Premium outdoor living space
Last updated: January 2025

Privacy Policy

Privacy policy explaining how Lynx Group collects, uses, and protects your personal information.

Privacy Policy of Lynx Group GmbH

1. Responsible Party

Lynx Group GmbH, Kaiserstuhlstrasse 2, 8154 Oberglatt, Switzerland, registered in the Commercial Register of the Canton of Zurich under CHE-230.130.559, represented by Ron Tiso, Managing Director.

Contact for data protection inquiries: [email protected]

2. General Information

The protection of your personal data is important to us. This privacy policy explains which data we collect, for what purposes, on what legal basis, and how we process it. It applies to all websites, online stores, and services of Lynx Group GmbH and our brands (e.g., theiss.design, outreside.ch).

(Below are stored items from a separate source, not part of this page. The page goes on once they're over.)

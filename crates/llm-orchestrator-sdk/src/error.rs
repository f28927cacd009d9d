// Copyright (c) 2025 LLM DevOps
// SPDX-License-Identifier: MIT OR Apache-2.0

//! Error type surfaced by the SDK's ergonomic wrappers.

use llm_orchestrator_core::error::WorkflowError;
use llm_orchestrator_core::providers::ProviderError;
use thiserror::Error;

#[derive(Debug, Error)]
pub enum SdkError {
    #[error("no provider registered under the name '{0}'")]
    UnknownProvider(String),

    #[error("provider '{0}' could not be constructed from the environment: {1}")]
    ProviderSetup(String, ProviderError),

    #[error("workflow has no steps")]
    EmptyWorkflow,

    #[error(transparent)]
    Workflow(#[from] WorkflowError),
}

pub type Result<T> = std::result::Result<T, SdkError>;
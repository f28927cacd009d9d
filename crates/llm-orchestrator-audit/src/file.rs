use crate::models::{AuditEvent, AuditFilter};
use crate::storage::{AuditStorage, Result, StorageError};
use async_trait::async_trait;
use chrono::{DateTime, Utc};
use parking_lot::RwLock;
use std::fs::{File, OpenOptions};
use std::io::{BufRead, BufReader, Write};
use std::path::PathBuf;
use std::sync::Arc;
use uuid::Uuid;

/// Rotation policy for file-based audit logs
#[derive(Debug, Clone)]
pub enum RotationPolicy {
    /// Rotate daily at midnight
    Daily,

    /// Rotate when file reaches specified size in bytes
    SizeBased(u64),

    /// Never rotate
    Never,
}

/// File-based audit storage for development and testing
pub struct FileAuditStorage {
    path: PathBuf,
    rotation: RotationPolicy,
    current_file: Arc<RwLock<Option<File>>>,
}

impl FileAuditStorage {
    /// Create a new file-based audit storage
    pub fn new(path: PathBuf, rotation: RotationPolicy) -> Result<Self> {
        // Ensure parent directory exists
        if let Some(parent) = path.parent() {
            std::fs::create_dir_all(parent)?;
        }

        let storage = Self {
            path,
            rotation,
            current_file: Arc::new(RwLock::new(None)),
        };

        // Open initial file
        storage.open_file()?;

        Ok(storage)
    }

    /// Open or reopen the log file
    fn open_file(&self) -> Result<()> {
        let file = OpenOptions::new()
            .create(true)
            .append(true)
            .open(&self.path)?;

        let mut current_file = self.current_file.write();
        *current_file = Some(file);

        Ok(())
    }

    /// Check if rotation is needed and perform it
    fn rotate_if_needed(&self) -> Result<()> {
        match self.rotation {
            RotationPolicy::Never => Ok(()),
            RotationPolicy::Daily => self.rotate_daily(),
            RotationPolicy::SizeBased(max_size) => self.rotate_if_size_exceeded(max_size),
        }
    }

    /// Rotate the log file daily
    fn rotate_daily(&self) -> Result<()> {
        let metadata = std::fs::metadata(&self.path)?;
        let modified = metadata.modified()?;
        let modified_date = chrono::DateTime::<Utc>::from(modified).date_naive();
        let today = Utc::now().date_naive();

        if modified_date < today {
            self.perform_rotation()?;
        }

        Ok(())
    }

    /// Rotate if file size exceeds the limit
    fn rotate_if_size_exceeded(&self, max_size: u64) -> Result<()> {
        let metadata = std::fs::metadata(&self.path)?;

        if metadata.len() >= max_size {
            self.perform_rotation()?;
        }

        Ok(())
    }

    /// Perform the actual file rotation
    fn perform_rotation(&self) -> Result<()> {
        // Close current file
        {
            let mut current_file = self.current_file.write();
            *current_file = None;
        }

        // Rotate file by appending timestamp
        let timestamp = Utc::now().format("%Y%m%d-%H%M%S");
        let mut rotated_path = self.path.clone();
        let extension = rotated_path
            .extension()
            .and_then(|s| s.to_str())
            .unwrap_or("log");
        rotated_path.set_extension(format!("{}.{}", extension, timestamp));

        std::fs::rename(&self.path, &rotated_path)?;

        // Open new file
        self.open_file()?;

        tracing::info!(
            "Rotated audit log from {} to {}",
            self.path.display(),
            rotated_path.display()
        );

        Ok(())
    }

    /// Read all events from the log file
    fn read_events(&self) -> Result<Vec<AuditEvent>> {
        let file = File::open(&self.path)?;
        let reader = BufReader::new(file);
        let mut events = Vec::new();

        for line in reader.lines() {
            let line = line?;
            if line.trim().is_empty() {
                continue;
            }

            match serde_json::from_str::<AuditEvent>(&line) {
                Ok(event) => events.push(event),
                Err(e) => {
                    tracing::warn!("Failed to parse audit event: {}", e);
                    continue;
                }
            }
        }

        Ok(events)
    }

    /// Filter events based on the provided filter
    fn filter_events(&self, events: Vec<AuditEvent>, filter: &AuditFilter) -> Vec<AuditEvent> {
        let mut filtered: Vec<AuditEvent> = events
            .into_iter()
            .filter(|event| {
                if let Some(ref user_id) = filter.user_id {
                    if event.user_id.as_ref() != Some(user_id) {
                        return false;
                    }
                }

                if let Some(ref event_type) = filter.event_type {
                    if &event.event_type != event_type {
                        return false;
                    }
                }

                if let Some(ref resource_type) = filter.resource_type {
                    if &event.resource_type != resource_type {
                        return false;
                    }
                }

                if let Some(ref resource_id) = filter.resource_id {
                    if &event.resource_id != resource_id {
                        return false;
                    }
                }

                if let Some(start_time) = filter.start_time {
                    if event.timestamp < start_time {
                        return false;
                    }
                }

                if let Some(end_time) = filter.end_time {
                    if event.timestamp > end_time {
                        return false;
                    }
                }

                if let Some(ref result) = filter.result {
                    if event.result.as_str() != result.as_str() {
                        return false;
                    }
                }

                true
            })
            .collect();

        // Sort by timestamp descending
        filtered.sort_by(|a, b| b.timestamp.cmp(&a.timestamp));

        // Apply offset and limit
        filtered
            .into_iter()
            .skip(filter.offset)
            .take(filter.limit)
            .collect()
    }
}

#[async_trait]
impl AuditStorage for FileAuditStorage {
    async fn store(&self, event: &AuditEvent) -> Result<()> {
        // Check if rotation is needed
        self.rotate_if_needed()?;

        // Serialize event to JSON
        let json = serde_json::to_string(event)?;

        // Write to file
        let mut current_file = self.current_file.write();
        if let Some(file) = current_file.as_mut() {
            writeln!(file, "{}", json)?;
            file.flush()?;
        } else {
            return Err(StorageError::IoError(std::io::Error::other(
                "File not open",
            )));
        }

        Ok(())
    }

    async fn query(&self, filter: AuditFilter) -> Result<Vec<AuditEvent>> {
        let events = self.read_events()?;
        Ok(self.filter_events(events, &filter))
    }

    async fn get(&self, id: Uuid) -> Result<Option<AuditEvent>> {
        let events = self.read_events()?;
        Ok(events.into_iter().find(|e| e.id == id))
    }

    async fn delete_older_than(&self, cutoff: DateTime<Utc>) -> Result<u64> {
        let events = self.read_events()?;
        let (keep, delete): (Vec<_>, Vec<_>) = events
            .into_iter()
            .partition(|e| e.timestamp >= cutoff);

        let deleted_count = delete.len() as u64;

        // Rewrite file with remaining events
        if deleted_count > 0 {
            // Close current file
            {
                let mut current_file = self.current_file.write();
                *current_file = None;
            }

            // Write remaining events
            let file = OpenOptions::new()
                .write(true)
                .truncate(true)
                .create(true)
                .open(&self.path)?;

            let mut writer = std::io::BufWriter::new(file);
            for event in keep {
                let json = serde_json::to_string(&event)?;
                writeln!(writer, "{}", json)?;
            }
            writer.flush()?;

            // Reopen file for appending
            self.open_file()?;
        }

        Ok(deleted_count)
    }

    async fn count(&self, filter: AuditFilter) -> Result<u64> {
        let events = self.read_events()?;
        let filtered = self.filter_events(events, &filter);
        Ok(filtered.len() as u64)
    }

    async fn health_check(&self) -> Result<()> {
        // Check if file is writable
        let current_file = self.current_file.read();
        if current_file.is_none() {
            return Err(StorageError::IoError(std::io::Error::other(
                "File not open",
            )));
        }

        // Check if path exists
        if !self.path.exists() {
            return Err(StorageError::IoError(std::io::Error::new(
                std::io::ErrorKind::NotFound,
                "Audit log file not found",
            )));
        }

        Ok(())
    }
}

#[cfg(test)]
mod tests {
    use super::*;
    use crate::models::{AuditEventType, AuditResult, ResourceType};
    use tempfile::NamedTempFile;

    #[tokio::test]
    async fn test_file_storage_store_and_query() {
        let temp_file = NamedTempFile::new().unwrap();
        let path = temp_file.path().to_path_buf();

        let storage = FileAuditStorage::new(path.clone(), RotationPolicy::Never).unwrap();

        let event = AuditEvent::new(
            AuditEventType::WorkflowExecution,
            "Test workflow".to_string(),
            ResourceType::Workflow,
            "workflow-123".to_string(),
            AuditResult::Success,
        )
        .with_user_id("user-456".to_string());

        // Store event
        storage.store(&event).await.unwrap();

        // Query events
        let filter = AuditFilter::new();
        let events = storage.query(filter).await.unwrap();

        assert_eq!(events.len(), 1);
        assert_eq!(events[0].id, event.id);
        assert_eq!(events[0].user_id, Some("user-456".to_string()));
    }

    #[tokio::test]
    async fn test_file_storage_filter() {
        let temp_file = NamedTempFile::new().unwrap();
        let path = temp_file.path().to_path_buf();

        let storage = FileAuditStorage::new(path.clone(), RotationPolicy::Never).unwrap();

        // Store multiple events
        for i in 0..5 {
            let event = AuditEvent::new(
                AuditEventType::WorkflowExecution,
                format!("Workflow {}", i),
                ResourceType::Workflow,
                format!("workflow-{}", i),
                AuditResult::Success,
            )
            .with_user_id(format!("user-{}", i % 2));

            storage.store(&event).await.unwrap();
        }

        // Filter by user_id
        let filter = AuditFilter::new().with_user_id("user-0".to_string());
        let events = storage.query(filter).await.unwrap();

        assert_eq!(events.len(), 3); // user-0 appears at indices 0, 2, 4
    }

    #[tokio::test]
    async fn test_file_storage_delete_older_than() {
        let temp_file = NamedTempFile::new().unwrap();
        let path = temp_file.path().to_path_buf();

        let storage = FileAuditStorage::new(path.clone(), RotationPolicy::Never).unwrap();

        // Store an event
        let event = AuditEvent::new(
            AuditEventType::WorkflowExecution,
            "Test workflow".to_string(),
            ResourceType::Workflow,
            "workflow-123".to_string(),
            AuditResult::Success,
        );

        storage.store(&event).await.unwrap();

        // Delete events older than now (should delete all)
        let cutoff = Utc::now() + chrono::Duration::seconds(1);
        let deleted = storage.delete_older_than(cutoff).await.unwrap();

        assert_eq!(deleted, 1);

        // Verify no events remain
        let filter = AuditFilter::new();
        let events = storage.query(filter).await.unwrap();
        assert_eq!(events.len(), 0);
    }
}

3. Purposes and Legal Bases

We process your personal data for the following purposes:

  • Contract fulfillment (Art. 6(1)(b) GDPR): order processing, shipping, payment processing, warranty claims, returns
  • Consent (Art. 6(1)(a) GDPR): newsletter dispatch, marketing, cookies for analytics
  • Legitimate interests (Art. 6(1)(f) GDPR): IT security, fraud prevention, credit checks, product improvement, legal defense
  • Legal obligations (Art. 6(1)(c) GDPR): tax retention obligations, commercial and tax law documentation obligations

4. Data Recipients

Your data may be disclosed to:

  • Shipping and logistics service providers (e.g., DPD, DHL, Swiss Post)
  • Payment service providers (e.g., Stripe, PayPal, card companies)
  • Hosting and cloud providers (e.g., Cloudflare, Webflow, AWS)
  • CRM, ERP, and marketing platforms (e.g., Odoo, Mailchimp/Brevo, HubSpot)
  • Authorities, when legally required
  • Consultants, attorneys, tax advisors (under confidentiality obligations)

5. Newsletter

If you subscribe to our newsletter, we use double opt-in: you will receive a confirmation email first. Legal basis: Art. 6(1)(a) GDPR. Withdrawal: unsubscribe link in every email or by email to [email protected].

6. Your Rights

You have the following rights under the GDPR and Swiss data protection law:

  • Access: Obtain confirmation and a copy of your data
  • Rectification: Correct inaccurate data
  • Erasure: Deletion under certain conditions
  • Restriction: Restrict processing temporarily
  • Data portability: Receive your data in a common format
  • Objection: Object to processing based on legitimate interests or for marketing purposes
  • Withdraw consent: At any time for the future
  • Lodge a complaint: With a supervisory authority (in Switzerland: FDPIC; in the EU: a local authority)

7. Storage Duration

Personal data is only stored as long as necessary for the respective purpose or as required by law. Typical retention periods:

  • Contracts and invoices: 10 years (tax law)
  • Marketing consents: until withdrawal
  • Log data: max. 90 days

8. Third Country Transfer

Some of our service providers are based outside Switzerland/EEA. In such cases, we rely on Standard Contractual Clauses (SCC) or adequacy decisions to ensure adequate protection.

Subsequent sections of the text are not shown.